[Data for analysis]

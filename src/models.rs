use diesel::prelude::*;
use serde::{Deserialize, Serialize};

#[derive(Debug, Clone, Serialize, Queryable, Selectable)]
#[diesel(table_name = crate::schema::orders)]
#[diesel(check_for_backend(diesel::sqlite::Sqlite))]
pub struct Order {
    pub id: i32,
    pub user_id: i32,
    pub total_value: String,
    pub currency: String,
    pub status: String,
    pub created_at: String,
}

#[derive(Debug, Insertable)]
#[diesel(table_name = crate::schema::orders)]
pub struct NewOrder {
    pub user_id: i32,
    pub total_value: String,
    pub currency: String,
}

#[derive(Debug, Clone, Serialize, Queryable, Selectable)]
#[diesel(table_name = crate::schema::payments)]
#[diesel(check_for_backend(diesel::sqlite::Sqlite))]
pub struct Payment {
    pub id: i32,
    pub provider_payment_id: String,
    pub order_id: i32,
    pub user_id: i32,
    pub amount_value: String,
    pub amount_currency: String,
    pub payment_method: String,
    pub status: String,
    pub confirmation_type: String,
    pub confirmation_url: Option<String>,
    pub idempotency_key: String,
    pub metadata: String,
    pub created_at: String,
    pub updated_at: String,
}

#[derive(Debug, Insertable)]
#[diesel(table_name = crate::schema::payments)]
pub struct NewPayment {
    pub provider_payment_id: String,
    pub order_id: i32,
    pub user_id: i32,
    pub amount_value: String,
    pub amount_currency: String,
    pub payment_method: String,
    pub status: String,
    pub confirmation_type: String,
    pub confirmation_url: Option<String>,
    pub idempotency_key: String,
    pub metadata: String,
    pub created_at: String,
    pub updated_at: String,
}

#[derive(Debug, Clone, Queryable, Selectable)]
#[diesel(table_name = crate::schema::idempotency_keys)]
#[diesel(check_for_backend(diesel::sqlite::Sqlite))]
pub struct IdempotencyRecord {
    pub key: String,
    pub method: String,
    pub path: String,
    pub response_status: Option<i32>,
    pub response_body: Option<String>,
    pub created_at: String,
}

#[derive(Debug, Insertable)]
#[diesel(table_name = crate::schema::idempotency_keys)]
pub struct NewIdempotencyRecord {
    pub key: String,
    pub method: String,
    pub path: String,
    pub created_at: String,
}

/// Local payment lifecycle: `created -> succeeded | canceled`.
#[derive(Debug, Clone, Copy, PartialEq, Eq, Serialize, Deserialize)]
#[serde(rename_all = "lowercase")]
pub enum PaymentStatus {
    Created,
    Succeeded,
    Canceled,
}

impl PaymentStatus {
    pub fn as_str(&self) -> &'static str {
        match self {
            PaymentStatus::Created => "created",
            PaymentStatus::Succeeded => "succeeded",
            PaymentStatus::Canceled => "canceled",
        }
    }

    /// Maps a provider status onto a terminal local status. Non-terminal
    /// provider states (`pending`, `waiting_for_capture`) yield `None`.
    pub fn terminal_from_provider(provider_status: &str) -> Option<PaymentStatus> {
        match provider_status {
            "succeeded" => Some(PaymentStatus::Succeeded),
            "canceled" => Some(PaymentStatus::Canceled),
            _ => None,
        }
    }

    /// Order status that follows a terminal payment status.
    pub fn order_status(&self) -> &'static str {
        match self {
            PaymentStatus::Created => "pending",
            PaymentStatus::Succeeded => "paid",
            PaymentStatus::Canceled => "canceled",
        }
    }
}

[/Data for analysis]

● What to produce: Show me all lines in the records that contain "serde".

● Exercise answer:
use serde::{Deserialize, Serialize};
#[serde(rename_all = "lowercase")]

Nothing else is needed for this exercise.